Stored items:
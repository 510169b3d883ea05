//! First-class move records for tic-tac-toe.
//!
//! Moves are domain events, not side effects: they can be logged, kept in
//! the game history, and serialized for a game record.

use crate::position::Position;
use crate::types::Player;
use serde::{Deserialize, Serialize};

/// A move in tic-tac-toe: a player placing their mark at a position.
#[derive(Debug, Clone, Copy, PartialEq, Eq, Hash, Serialize, Deserialize)]
pub struct Move {
    /// The player making the move.
    pub player: Player,
    /// The position where the player places their mark.
    pub position: Position,
}

impl Move {
    /// Creates a new move.
    pub fn new(player: Player, position: Position) -> Self {
        Self { player, position }
    }
}

impl std::fmt::Display for Move {
    fn fmt(&self, f: &mut std::fmt::Formatter<'_>) -> std::fmt::Result {
        write!(f, "{} -> {}", self.player, self.position.label())
    }
}

/// Error that can occur when validating or applying a move.
#[derive(Debug, Clone, PartialEq, Eq, derive_more::Display)]
pub enum MoveError {
    /// The square at the position is already occupied.
    #[display("Square {} is already occupied", _0)]
    SquareOccupied(Position),

    /// The game is already over.
    #[display("Game is already over")]
    GameOver,
}

impl std::error::Error for MoveError {}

§ What you should do
Retype the entries in full. Keep every line identical.

§ Problem solution
repository 510169b3d883ea05
//! First-class move records for tic-tac-toe.
//!
//! Moves are domain events, not side effects: they can be logged, kept in
//! the game history, and serialized for a game record.

use crate::position::Position;
use crate::types::Player;
use serde::{Deserialize, Serialize};

/// A move in tic-tac-toe: a player placing their mark at a position.
#[derive(Debug, Clone, Copy, PartialEq, Eq, Hash, Serialize, Deserialize)]
pub struct Move {
    /// The player making the move.
    pub player: Player,
    /// The position where the player places their mark.
    pub position: Position,
}

impl Move {
    /// Creates a new move.
    pub fn new(player: Player, position: Position) -> Self {
        Self { player, position }
    }
}

impl std::fmt::Display for Move {
    fn fmt(&self, f: &mut std::fmt::Formatter<'_>) -> std::fmt::Result {
        write!(f, "{} -> {}", self.player, self.position.label())
    }
}

/// Error that can occur when validating or applying a move.
#[derive(Debug, Clone, PartialEq, Eq, derive_more::Display)]
pub enum MoveError {
    /// The square at the position is already occupied.
    #[display("Square {} is already occupied", _0)]
    SquareOccupied(Position),

    /// The game is already over.
    #[display("Game is already over")]
    GameOver,
}

impl std::error::Error for MoveError {}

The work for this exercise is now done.